Parmandur
Book-Friend
They get shouted down pretty quickly, and it's not like they were ever non-controversial.
Neo-Vancian keeps the usual suspects in Tier 1 (if you transplanted neo-Vancian into 3.5, it'd make them "Tier 0" for sure), the Bard has clawed it's way up quite a bit, arguably even that high. Some sub-classes arguably belong in different Tiers, the Fighter could be said to be splayed out from Tier 5 through 3. But not all that hugely different, really, because the game's /trying not to be that hugely different, really/.
DM fiat can keep /anything/ in line, sure. ::shrug::
It didn't, it just didn't multiply it LFQW factors. Like I said, not perfect.
The versatility disparity was there from 1st level. Fighter got defender class features, skills. The Wizard got controller class features (which, itself, gets complicated), skills, plus cantrips, plus rituals.
(Now, TBF, rituals cost to cast made them little more than a license to use a specific expendable item, and with wealth/level & make/buy, the fighter had quite the range of expendables, too.)
And, there was inherently less versatility in martial exploits - which were always weapon-keyword, virtually never typed damage, mostly attacked AC, typically melee/range, limited when Close & rarely area, and more combat-focused when utilities - than prayers or spells which had numerous damage types, were frequently range/area, imposed a wider range of conditions (slightly, you didn't expect to see Dominate on exploits, for instance), especially exception-based one-offs (like, oh, "I hurl you through Hell - save ends, tho"), and accomplished a wider range of effects with utilities.

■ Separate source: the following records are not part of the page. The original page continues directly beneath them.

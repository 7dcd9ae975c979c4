//! Templates command handler.

use anyhow::Result;

use crate::bootstrap::CliContext;

/// List available templates, user directory first.
pub async fn execute(ctx: &CliContext) -> Result<()> {
    let templates = ctx.service().list_templates().await?;

    if templates.is_empty() {
        println!("No templates found.");
        println!("Add template files to {}", ctx.service().layout().user_templates_dir.display());
        return Ok(());
    }

    for name in templates {
        println!("{name}");
    }
    Ok(())
}
//! CLI entry point, the composition root.
//!
//! Commands that talk to the engine go through [`bootstrap`]; `paths` and
//! `setup` work on the bare settings store so they stay usable before any
//! settings exist.

use clap::Parser;

use helio_cli::{BootstrapOptions, Cli, Commands, bootstrap, handlers};

#[tokio::main]
async fn main() -> anyhow::Result<()> {
    tracing_subscriber::fmt::init();

    let cli = Cli::parse();

    let Some(command) = cli.command else {
        use clap::CommandFactory;
        Cli::command().print_help()?;
        return Ok(());
    };

    let options = BootstrapOptions {
        assume_yes: cli.assume_yes,
        skip_verify: cli.no_verify,
    };

    match command {
        Commands::Paths => {
            handlers::paths::execute()?;
        }
        Commands::Setup {
            defaults,
            templates_dir,
            output_dir,
            create,
        } => {
            handlers::setup::execute(defaults, templates_dir, output_dir, create)?;
        }
        Commands::Doctor => {
            handlers::doctor::execute().await?;
        }
        Commands::Templates => {
            let ctx = bootstrap(options).await?;
            handlers::templates::execute(&ctx).await?;
        }
        Commands::Compress {
            image,
            template,
            dtg,
        } => {
            let ctx = bootstrap(options).await?;
            handlers::codec::compress(&ctx, &image, &template, &dtg).await?;
        }
        Commands::Decompress {
            template,
            message,
            text,
        } => {
            let ctx = bootstrap(options).await?;
            handlers::codec::decompress(&ctx, &template, message, text).await?;
        }
        Commands::Run { command, args } => {
            let ctx = bootstrap(options).await?;
            handlers::run::execute(&ctx, &command, args).await?;
        }
    }

    Ok(())
}
//! Interactive confirmation prompts.

use std::io::{self, BufRead, Write};

/// Ask a yes/no question on stdout and read the answer from stdin.
///
/// Empty or unrecognized input resolves to `default`.
pub fn confirm(message: &str, default: bool) -> io::Result<bool> {
    let suffix = if default { "[Y/n]" } else { "[y/N]" };
    print!("{message} {suffix}: ");
    io::stdout().flush()?;

    let mut input = String::new();
    io::stdin().lock().read_line(&mut input)?;

    Ok(match input.trim().to_lowercase().as_str() {
        "y" | "yes" => true,
        "n" | "no" => false,
        _ => default,
    })
}
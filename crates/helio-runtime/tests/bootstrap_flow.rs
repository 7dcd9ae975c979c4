//! End-to-end bootstrap: resolve paths, provision directories, locate the
//! engine, and execute a command through the composed service.

#![cfg(unix)]

use std::fs;
use std::os::unix::fs::PermissionsExt;
use std::path::Path;

use helio_core::paths::{AppPaths, EnvironmentFacts};
use helio_core::platform::{HostOs, InstallationMode, PlatformProfile};
use helio_core::settings::UserSettings;
use helio_runtime::{EngineService, SettingsStore};
use tempfile::tempdir;

/// Packaged Linux layout: executable and resources side by side, engine
/// binary already at the preferred location.
fn packaged_facts(root: &Path) -> EnvironmentFacts {
    let exe_dir = root.join("app");
    fs::create_dir_all(&exe_dir).unwrap();

    EnvironmentFacts {
        mode: InstallationMode::Packaged,
        profile: PlatformProfile::for_os(HostOs::Linux),
        host_exe: exe_dir.join("heliograph"),
        cwd: root.to_path_buf(),
        data_local_dir: Some(root.join("data")),
        data_dir_override: None,
    }
}

fn install_fake_engine(exe_root: &Path, body: &str) {
    let path = exe_root.join("helio-engine");
    fs::write(&path, format!("#!/bin/sh\n{body}\n")).unwrap();
    fs::set_permissions(&path, fs::Permissions::from_mode(0o755)).unwrap();
}

#[tokio::test]
async fn bootstrap_provisions_and_executes() {
    let dir = tempdir().unwrap();
    let facts = packaged_facts(dir.path());
    let paths = AppPaths::resolve(&facts).unwrap();

    // Bundled templates the provisioner should seed from.
    let bundled = paths.bundled_templates_dir();
    fs::create_dir_all(&bundled).unwrap();
    fs::write(bundled.join("alpha.yaml"), "shape: alpha").unwrap();

    install_fake_engine(
        &paths.exe_root,
        r#"echo '{"status":"ok","templates":["alpha"]}'"#,
    );

    let settings = UserSettings::defaults(&paths.exe_root);
    let service = EngineService::bootstrap(&facts, &settings).unwrap();

    assert!(service.ready());
    assert!(service.init_error().is_none());

    // Provisioning created the user directories and seeded templates.
    assert!(settings.output_dir.is_dir());
    assert!(settings.templates_dir.join("alpha.yaml").is_file());

    let templates = service.list_templates().await.unwrap();
    assert_eq!(templates, vec!["alpha"]);
}

#[tokio::test]
async fn bootstrap_survives_missing_engine() {
    let dir = tempdir().unwrap();
    let facts = packaged_facts(dir.path());

    let paths = AppPaths::resolve(&facts).unwrap();
    let settings = UserSettings::defaults(&paths.exe_root);

    // No engine installed anywhere.
    let service = EngineService::bootstrap(&facts, &settings).unwrap();

    assert!(!service.ready());
    assert!(service.init_error().is_some());
    assert!(service.list_templates().await.is_err());
}

#[tokio::test]
async fn settings_round_trip_through_resolved_paths() {
    let dir = tempdir().unwrap();
    let facts = packaged_facts(dir.path());
    let paths = AppPaths::resolve(&facts).unwrap();

    let store = SettingsStore::new(paths.settings_file());
    assert!(store.is_first_run());

    let settings = UserSettings::defaults(&paths.exe_root);
    store.save(&settings).unwrap();

    assert!(!store.is_first_run());
    assert_eq!(store.load().unwrap(), settings);
}

#[tokio::test]
async fn relocated_engine_lands_at_preferred_location() {
    let dir = tempdir().unwrap();
    let facts = packaged_facts(dir.path());
    let paths = AppPaths::resolve(&facts).unwrap();

    // Engine only present in the install tree, not next to the executable.
    fs::create_dir_all(&paths.install_root).unwrap();
    let stray = paths.install_root.join("helio-engine");
    fs::write(&stray, "#!/bin/sh\necho '{\"status\":\"ok\"}'\n").unwrap();
    fs::set_permissions(&stray, fs::Permissions::from_mode(0o755)).unwrap();

    let settings = UserSettings::defaults(&paths.exe_root);
    let service = EngineService::bootstrap(&facts, &settings).unwrap();

    assert!(service.ready());
    assert!(paths.exe_root.join("helio-engine").is_file());

    // A second bootstrap finds the relocated copy directly.
    let service2 = EngineService::bootstrap(&facts, &settings).unwrap();
    assert!(service2.ready());
    drop(service);
}
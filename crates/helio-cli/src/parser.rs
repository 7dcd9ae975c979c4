//! Main CLI parser and top-level argument handling.

use clap::Parser;

use crate::commands::Commands;

/// Command-line interface for the heliograph engine orchestrator.
///
/// Top-level parser handling global options and subcommand dispatch.
#[derive(Parser)]
#[command(name = "helio")]
#[command(about = "Encode and decode imagery through the heliograph engine")]
#[command(version)]
pub struct Cli {
    /// Answer yes to all confirmation prompts
    #[arg(short = 'y', long = "yes", global = true)]
    pub assume_yes: bool,

    /// Skip the engine verification probe before running commands
    #[arg(long = "no-verify", global = true)]
    pub no_verify: bool,

    #[command(subcommand)]
    pub command: Option<Commands>,
}

#[cfg(test)]
mod tests {
    use super::*;
    use clap::CommandFactory;

    #[test]
    fn parser_builds() {
        Cli::command().debug_assert();
    }

    #[test]
    fn global_args_parse() {
        let cli = Cli::parse_from(["helio", "--yes", "--no-verify", "templates"]);
        assert!(cli.assume_yes);
        assert!(cli.no_verify);
    }
}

But, that didn't balloon at high level in the LFQW pattern. The casters and non-casters /both/ got more options as they leveled up, so the relative versatility of those options didn't grow vastly with level.
Not /just/ for that reason, but, yes, spells & rituals are greatly upgraded (restored) in effect and versatility compared to spells & rituals in 4e.
5e /did/ focus on getting BA & DPR to line up, though. A Warlock's baseline DPR isn't obviously superior to an Archers, for instance. Single-target DPR is formulaic by slot level (& cantrips attack bonus, and save DCs by caster level) and not the most potent thing you can do with a spell. Area & multi-target DPR is another thing entirely, and once you go beyond DPR, there's vanishingly little (the odd BM trick) on the non-caster side.
It was less "shouted down" and more "proven to be not useful for optimizing" since the Class balance was fixed in 5E.
Relying on anything other than DM fiat to keep a tabletop RPG going is fools gold.